Required action =>
Nothing should appear in the answer except the lines from the one containing "pub fn catmull_rom(control: &[f32], segments_per_span: u32)" through the end of the records below, written out exactly.

Input data =>
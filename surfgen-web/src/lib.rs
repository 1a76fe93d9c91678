/// surfgen Web - WASM bindings for the geometry core
///
/// Hands flat vertex/index buffers and column-major matrices to JavaScript,
/// which owns the WebGL context, shaders and textures.
use nalgebra::{Point2, Point3, Vector3};
use surfgen_core::scene::DrawItem;
use surfgen_core::surface::SphereAttributes;
use surfgen_core::tube::tube_from_spline_with;
use surfgen_core::{
    curve, get_projection, surface, CameraState, DemoScene, Error, FrameStrategy, KeyNudge, Mat4,
    Mesh, PiplupDetail, Scene, Topology, View,
};
use tracing::debug;
use wasm_bindgen::prelude::*;

fn to_js(err: Error) -> JsValue {
    JsValue::from_str(&err.to_string())
}

fn matrix(m: &Mat4) -> Vec<f32> {
    m.as_slice().to_vec()
}

fn points2(flat: &[f32]) -> surfgen_core::Result<Vec<Point2<f32>>> {
    if flat.len() % 2 != 0 {
        return Err(Error::InvalidArgument(format!(
            "expected [x, y] pairs, got {} floats",
            flat.len()
        )));
    }
    Ok(flat.chunks_exact(2).map(|p| Point2::new(p[0], p[1])).collect())
}

fn points3(flat: &[f32]) -> surfgen_core::Result<Vec<Point3<f32>>> {
    if flat.len() % 3 != 0 {
        return Err(Error::InvalidArgument(format!(
            "expected [x, y, z] triples, got {} floats",
            flat.len()
        )));
    }
    Ok(flat
        .chunks_exact(3)
        .map(|p| Point3::new(p[0], p[1], p[2]))
        .collect())
}

/// Vertex and index buffers of one generated mesh
#[wasm_bindgen]
pub struct MeshBuffers {
    vertices: Vec<f32>,
    indices: Vec<u32>,
    stride: usize,
    line_strip: bool,
}

impl From<Mesh> for MeshBuffers {
    fn from(mesh: Mesh) -> Self {
        let stride = mesh.stride();
        let line_strip = mesh.topology() == Topology::LineStrip;
        let (vertices, indices) = mesh.into_parts();
        Self {
            vertices,
            indices,
            stride,
            line_strip,
        }
    }
}

#[wasm_bindgen]
impl MeshBuffers {
    pub fn vertices(&self) -> Vec<f32> {
        self.vertices.clone()
    }

    pub fn indices(&self) -> Vec<u32> {
        self.indices.clone()
    }

    /// Floats per vertex
    pub fn stride(&self) -> usize {
        self.stride
    }

    pub fn is_line_strip(&self) -> bool {
        self.line_strip
    }
}

/// A demo scene plus the camera that spins it
#[wasm_bindgen]
pub struct WebScene {
    scene: Scene,
    camera: CameraState,
    view: View,
    draw: Vec<DrawItem>,
}

impl WebScene {
    pub fn build(demo: DemoScene, detail: PiplupDetail) -> surfgen_core::Result<Self> {
        let scene = demo.build(detail)?;
        let draw = scene.draw_list()?;
        debug!(scene = %demo, parts = scene.len(), "built web scene");
        Ok(Self {
            scene,
            camera: CameraState::default(),
            view: View::new(40.0, 1.0, 100.0, demo.view_distance()),
            draw,
        })
    }

    fn mesh(&self, index: usize) -> Option<&Mesh> {
        self.draw
            .get(index)
            .and_then(|item| self.scene.part(item.part))
            .map(|part| part.mesh().as_ref())
    }

    fn step(&mut self) -> surfgen_core::Result<()> {
        self.camera.update();
        self.scene.set_root(self.camera.rotation());
        self.draw = self.scene.draw_list()?;
        Ok(())
    }
}

#[wasm_bindgen]
impl WebScene {
    /// `name` is one of the demo scene names, e.g. `"piplup"`.
    #[wasm_bindgen(constructor)]
    pub fn new(name: &str, full_detail: bool) -> Result<WebScene, JsValue> {
        let detail = if full_detail {
            PiplupDetail::Full
        } else {
            PiplupDetail::Preview
        };
        let demo: DemoScene = name.parse().map_err(to_js)?;
        Self::build(demo, detail).map_err(to_js)
    }

    pub fn part_count(&self) -> usize {
        self.draw.len()
    }

    pub fn part_name(&self, index: usize) -> Option<String> {
        let item = self.draw.get(index)?;
        self.scene.part(item.part).map(|part| part.name.clone())
    }

    pub fn vertices(&self, index: usize) -> Vec<f32> {
        self.mesh(index).map(|m| m.vertices().to_vec()).unwrap_or_default()
    }

    pub fn indices(&self, index: usize) -> Vec<u32> {
        self.mesh(index).map(|m| m.indices().to_vec()).unwrap_or_default()
    }

    pub fn stride(&self, index: usize) -> usize {
        self.mesh(index).map_or(0, Mesh::stride)
    }

    pub fn is_line_strip(&self, index: usize) -> bool {
        self.mesh(index)
            .is_some_and(|m| m.topology() == Topology::LineStrip)
    }

    /// `[ambient rgb, diffuse rgb, specular rgb, shininess]`
    pub fn material(&self, index: usize) -> Vec<f32> {
        let Some(part) = self.draw.get(index).and_then(|item| self.scene.part(item.part)) else {
            return Vec::new();
        };
        let m = part.material();
        let mut out = Vec::with_capacity(10);
        out.extend_from_slice(&m.ambient);
        out.extend_from_slice(&m.diffuse);
        out.extend_from_slice(&m.specular);
        out.push(m.shininess);
        out
    }

    /// Image name to bind for this part, if any.
    pub fn texture(&self, index: usize) -> Option<String> {
        let part = self.scene.part(self.draw.get(index)?.part)?;
        part.material().texture.as_ref().map(|t| t.name().to_owned())
    }

    pub fn world_matrix(&self, index: usize) -> Vec<f32> {
        self.draw.get(index).map(|d| matrix(&d.world)).unwrap_or_default()
    }

    pub fn normal_matrix(&self, index: usize) -> Vec<f32> {
        self.draw.get(index).map(|d| matrix(&d.normal)).unwrap_or_default()
    }

    pub fn projection(&self, aspect: f32) -> Vec<f32> {
        matrix(&self.view.projection_matrix(aspect))
    }

    pub fn view(&self) -> Vec<f32> {
        matrix(&self.view.view_matrix())
    }

    pub fn begin_drag(&mut self) {
        self.camera.begin_drag();
    }

    pub fn end_drag(&mut self) {
        self.camera.end_drag();
    }

    /// Pointer movement in pixels over a canvas of `width` x `height`.
    pub fn drag(&mut self, dx: f32, dy: f32, width: f32, height: f32) {
        self.camera.drag(dx, dy, width, height);
    }

    /// `"up"`, `"down"`, `"left"` or `"right"`; anything else is ignored.
    pub fn nudge(&mut self, direction: &str) {
        let key = match direction {
            "up" => KeyNudge::Up,
            "down" => KeyNudge::Down,
            "left" => KeyNudge::Left,
            "right" => KeyNudge::Right,
            _ => return,
        };
        self.camera.nudge(key);
    }

    /// Advance the camera and recompute every part's matrices.
    pub fn frame(&mut self) -> Result<(), JsValue> {
        self.step().map_err(to_js)
    }
}

#[wasm_bindgen]
pub fn projection(fov_degrees: f32, aspect: f32, z_near: f32, z_far: f32) -> Vec<f32> {
    matrix(&get_projection(fov_degrees, aspect, z_near, z_far))
}

/// Position + normal + UV ellipsoid
#[wasm_bindgen]
pub fn sphere(a: f32, b: f32, c: f32, stacks: u32, steps: u32) -> Result<MeshBuffers, JsValue> {
    surface::sphere_with(a, b, c, stacks, steps, SphereAttributes::NormalUv)
        .map(MeshBuffers::from)
        .map_err(to_js)
}

#[wasm_bindgen]
pub fn hyperboloid(
    a: f32,
    b: f32,
    c: f32,
    stacks: u32,
    steps: u32,
    u_max: f32,
) -> Result<MeshBuffers, JsValue> {
    surface::hyperboloid_one_sheet(a, b, c, stacks, steps, u_max)
        .map(MeshBuffers::from)
        .map_err(to_js)
}

#[wasm_bindgen]
#[allow(clippy::too_many_arguments)]
pub fn hyperbolic_paraboloid(
    a: f32,
    b: f32,
    width: f32,
    depth: f32,
    segments_x: u32,
    segments_z: u32,
    tx: f32,
    ty: f32,
    tz: f32,
) -> Result<MeshBuffers, JsValue> {
    surface::hyperbolic_paraboloid(
        a,
        b,
        width,
        depth,
        segments_x,
        segments_z,
        Vector3::new(tx, ty, tz),
    )
    .map(MeshBuffers::from)
    .map_err(to_js)
}

#[wasm_bindgen]
pub fn elliptic_paraboloid(
    a: f32,
    b: f32,
    height: f32,
    segments: u32,
    color: &[f32],
) -> Result<MeshBuffers, JsValue> {
    let color: [f32; 3] = color
        .try_into()
        .map_err(|_| to_js(Error::InvalidArgument("color must be [r, g, b]".into())))?;
    surface::elliptic_paraboloid(a, b, height, segments, color)
        .map(MeshBuffers::from)
        .map_err(to_js)
}

fn tube_buffers(
    control: &[f32],
    segments: u32,
    radius: f32,
    radial_segments: u32,
    rotation_minimizing: bool,
) -> surfgen_core::Result<MeshBuffers> {
    let strategy = if rotation_minimizing {
        FrameStrategy::RotationMinimizing
    } else {
        FrameStrategy::UpVector
    };
    let control = points3(control)?;
    tube_from_spline_with(&control, segments, radius, radial_segments, strategy)
        .map(MeshBuffers::from)
}

/// Tube around the Catmull-Rom spline through flat `[x, y, z]*` points.
#[wasm_bindgen]
pub fn tube(
    control: &[f32],
    segments: u32,
    radius: f32,
    radial_segments: u32,
    rotation_minimizing: bool,
) -> Result<MeshBuffers, JsValue> {
    tube_buffers(control, segments, radius, radial_segments, rotation_minimizing).map_err(to_js)
}

fn bezier_points(control: &[f32], segments: u32) -> surfgen_core::Result<Vec<f32>> {
    let points: [Point2<f32>; 4] = points2(control)?.try_into().map_err(|_| {
        Error::InvalidArgument(format!("bezier needs 4 control points, got {} floats", control.len()))
    })?;
    curve::cubic_bezier(&points, segments)
}

/// Flat `[x, y]*` samples; `control` holds the four points as 8 floats.
#[wasm_bindgen]
pub fn cubic_bezier(control: &[f32], segments: u32) -> Result<Vec<f32>, JsValue> {
    bezier_points(control, segments).map_err(to_js)
}

#[wasm_bindgen]
pub fn b_spline(control: &[f32], samples: u32, degree: usize) -> Result<Vec<f32>, JsValue> {
    points2(control)
        .and_then(|points| curve::b_spline(&points, samples, degree))
        .map_err(to_js)
}

#[wasm_bindgen]
pub fn catmull_rom(control: &[f32], segments_per_span: u32) -> Result<Vec<f32>, JsValue> {
    points3(control)
        .and_then(|points| curve::catmull_rom_spline(&points, segments_per_span))
        .map_err(to_js)
}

Written response =>
pub fn catmull_rom(control: &[f32], segments_per_span: u32) -> Result<Vec<f32>, JsValue> {
    points3(control)
        .and_then(|points| curve::catmull_rom_spline(&points, segments_per_span))
        .map_err(to_js)
}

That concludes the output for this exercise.